Collected data
//! `lightning`：一次性闪电
//!
//! 选项：
//! - `flashes`：闪烁次数，默认 3
//! - `flash_interval`：每次闪烁的时长（毫秒），默认 100
//! - `height`：云层高度，默认 30
//! - `color`
//! - `thunder`：雷声资源键（可选），`thunder_volume` 默认 1.0
//!
//! 落点取第一个目标，没有目标时取来源。
//! 全部闪烁结束且雷声条目已归还时效果完成。

use super::sound::{SlotStatus, SoundSlot};
use crate::audio::SoundRequest;
use crate::effects::context::{EffectContext, EffectDeps};
use crate::effects::error::EffectError;
use crate::effects::lifecycle::{Effect, Progress};
use crate::effects::options::Options;
use crate::render::{Color, Primitive, RenderHandle};
use anim_runtime::Params;
use glam::Vec3;
use std::time::Duration;
use tracing::debug;

pub struct LightningEffect {
    flashes: u32,
    flash_interval: Duration,
    height: f32,
    color: Color,
    thunder: Option<String>,
    thunder_volume: f32,

    strike: Vec3,
    started_at: Duration,
    /// 当前显示的是第几次闪烁
    current_flash: Option<u32>,
    bolt: Option<RenderHandle>,
    thunder_slot: SoundSlot,
}

pub fn construct(options: &Params) -> Result<Box<dyn Effect>, EffectError> {
    let options = Options::new(options);
    let flash_interval = options.count_or("flash_interval", 100)?;
    if flash_interval == 0 {
        return Err(EffectError::InvalidOption {
            name: "flash_interval".to_string(),
            message: "必须大于 0".to_string(),
        });
    }

    Ok(Box::new(LightningEffect {
        flashes: options.count_or("flashes", 3)?,
        flash_interval: Duration::from_millis(flash_interval as u64),
        height: options.f32_or("height", 30.0)?,
        color: options.color_or("color", Color::rgb(0.8, 0.85, 1.0))?,
        thunder: options.str("thunder")?,
        thunder_volume: options.unit_or("thunder_volume", 1.0)?,
        strike: Vec3::ZERO,
        started_at: Duration::ZERO,
        current_flash: None,
        bolt: None,
        thunder_slot: SoundSlot::Empty,
    }))
}

impl LightningEffect {
    fn bolt_primitive(&self, flash: u32) -> Primitive {
        // 每次闪烁的起点稍微偏移
        let jitter = if flash % 2 == 0 { 1.0 } else { -1.0 };
        Primitive::Bolt {
            from: self.strike + Vec3::new(jitter, self.height, 0.0),
            to: self.strike,
            color: self.color,
        }
    }

    /// 推进闪烁；返回是否全部结束
    fn step_flashes(&mut self, deps: &mut EffectDeps<'_>) -> Result<bool, EffectError> {
        let elapsed = deps.now.saturating_sub(self.started_at);
        let flash = (elapsed.as_millis() / self.flash_interval.as_millis()) as u32;

        if flash >= self.flashes {
            if let Some(handle) = self.bolt.take()
                && let Some(surface) = deps.surface()
            {
                surface.despawn(handle);
            }
            self.current_flash = Some(self.flashes);
            return Ok(true);
        }

        if self.current_flash != Some(flash) {
            let primitive = self.bolt_primitive(flash);
            let surface = deps
                .surface()
                .ok_or(EffectError::MissingCollaborator("render surface"))?;
            match self.bolt {
                Some(handle) => surface.update(handle, primitive)?,
                None => self.bolt = Some(surface.spawn(primitive)?),
            }
            self.current_flash = Some(flash);
        }
        Ok(false)
    }

    /// 推进雷声；返回是否已归还
    ///
    /// 雷声的任何失败都只结束雷声本身，闪烁照常进行。
    fn step_thunder(&mut self, deps: &mut EffectDeps<'_>) -> bool {
        if self.thunder_slot.is_done() {
            return true;
        }
        let Some(audio) = deps.audio() else {
            return true;
        };

        let played = match self.thunder_slot.poll(audio) {
            Ok(SlotStatus::Acquired) => match self.thunder_slot.sound() {
                Some(sound) => audio
                    .play(sound, self.thunder_volume)
                    .map(|_| false)
                    .map_err(EffectError::from),
                None => Ok(false),
            },
            Ok(SlotStatus::Waiting | SlotStatus::Playing) => Ok(false),
            Ok(SlotStatus::Done) => Ok(true),
            Err(e) => Err(e),
        };

        match played {
            Ok(done) => done,
            Err(e) => {
                debug!(key = ?self.thunder, error = %e, "雷声失败，闪电继续");
                self.thunder_slot.release(Some(audio));
                true
            }
        }
    }

    fn progress(&mut self, deps: &mut EffectDeps<'_>) -> Result<Progress, EffectError> {
        let flashes_done = self.step_flashes(deps)?;
        let thunder_done = self.step_thunder(deps);
        if flashes_done && thunder_done {
            Ok(Progress::Finished)
        } else {
            Ok(Progress::Active)
        }
    }
}

impl Effect for LightningEffect {
    fn kind(&self) -> &'static str {
        "lightning"
    }

    fn is_steady(&self) -> bool {
        false
    }

    fn execute(&mut self, ctx: &EffectContext, deps: &mut EffectDeps<'_>) -> Result<Progress, EffectError> {
        if deps.surface.is_none() {
            return Err(EffectError::MissingCollaborator("render surface"));
        }
        self.strike = ctx
            .target_position()
            .or_else(|| ctx.source_position())
            .ok_or(EffectError::MissingPosition)?;
        self.started_at = deps.now;

        if let Some(key) = &self.thunder {
            let now = deps.now;
            match deps.audio() {
                Some(audio) => {
                    let request = SoundRequest::new(key).at(Some(self.strike));
                    // 雷声失败不影响闪电本身
                    match self.thunder_slot.request(request, audio, now) {
                        Ok(SlotStatus::Acquired) => {
                            if let Some(sound) = self.thunder_slot.sound()
                                && let Err(e) = audio.play(sound, self.thunder_volume)
                            {
                                debug!(key = %key, error = %e, "雷声播放失败");
                                self.thunder_slot.release(Some(audio));
                            }
                        }
                        Ok(_) => {}
                        Err(e) => debug!(key = %key, error = %e, "雷声不可用"),
                    }
                }
                None => debug!(key = %key, "音频子系统不可用，跳过雷声"),
            }
        }

        self.progress(deps)
    }

    fn poll(&mut self, _ctx: &EffectContext, deps: &mut EffectDeps<'_>) -> Result<Progress, EffectError> {
        self.progress(deps)
    }

    fn release(&mut self, deps: &mut EffectDeps<'_>) {
        if let Some(handle) = self.bolt.take()
            && let Some(surface) = deps.surface()
        {
            surface.despawn(handle);
        }
        self.thunder_slot.release(deps.audio());
    }
}
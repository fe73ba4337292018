//! # Resource Error 模块
//!
//! 定义资源读取相关的错误类型。

use thiserror::Error;

/// 资源错误
#[derive(Error, Debug, Clone, PartialEq)]
pub enum ResourceError {
    /// 资源加载失败
    #[error("加载 {kind} 资源失败: {path} - {message}")]
    LoadFailed {
        /// 资源路径
        path: String,
        /// 资源类型（sound, template 等）
        kind: String,
        /// 错误消息
        message: String,
    },

    /// 资源未找到
    #[error("资源未找到: {path}")]
    NotFound {
        /// 资源路径
        path: String,
    },
}
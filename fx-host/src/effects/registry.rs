//! # Effect Registry
//!
//! 类型 ID 到构造函数的映射。启动时显式注册，没有反射。

use super::builtin;
use super::error::{EffectError, RegistryError};
use super::lifecycle::Effect;
use anim_runtime::Params;
use std::collections::HashMap;
use tracing::debug;

/// 效果构造函数
///
/// 校验选项并构造效果；不执行。
pub type EffectConstructor = fn(&Params) -> Result<Box<dyn Effect>, EffectError>;

/// 效果注册表
#[derive(Debug, Clone, Default)]
pub struct EffectRegistry {
    constructors: HashMap<String, EffectConstructor>,
}

impl EffectRegistry {
    /// 空注册表
    pub fn new() -> Self {
        Self::default()
    }

    /// 注册了全部内置效果的注册表
    pub fn with_builtin() -> Self {
        let mut registry = Self::new();
        for &(type_id, constructor) in builtin::BUILTIN_EFFECTS {
            registry.constructors.insert(type_id.to_string(), constructor);
        }
        registry
    }

    /// 注册；同一类型 ID 重复注册时失败，已有的构造函数保持不变
    pub fn register(
        &mut self,
        type_id: impl Into<String>,
        constructor: EffectConstructor,
    ) -> Result<(), RegistryError> {
        let type_id = type_id.into();
        if self.constructors.contains_key(&type_id) {
            return Err(RegistryError::AlreadyRegistered(type_id));
        }

        debug!(type_id = %type_id, "注册效果类型");
        self.constructors.insert(type_id, constructor);
        Ok(())
    }

    pub fn get(&self, type_id: &str) -> Option<EffectConstructor> {
        self.constructors.get(type_id).copied()
    }

    pub fn contains(&self, type_id: &str) -> bool {
        self.constructors.contains_key(type_id)
    }

    /// 已注册的类型 ID（有序）
    pub fn type_ids(&self) -> Vec<&str> {
        let mut ids: Vec<&str> = self.constructors.keys().map(String::as_str).collect();
        ids.sort_unstable();
        ids
    }
}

▶ **Exercise details**: Retype exactly the lines above, from the one with "None => self.bolt" through the one with "let Some(audio) = deps.audio()", inclusive.

▶ **Task output**:
                None => self.bolt = Some(surface.spawn(primitive)?),
            }
            self.current_flash = Some(flash);
        }
        Ok(false)
    }

    /// 推进雷声；返回是否已归还
    ///
    /// 雷声的任何失败都只结束雷声本身，闪烁照常进行。
    fn step_thunder(&mut self, deps: &mut EffectDeps<'_>) -> bool {
        if self.thunder_slot.is_done() {
            return true;
        }
        let Some(audio) = deps.audio() else {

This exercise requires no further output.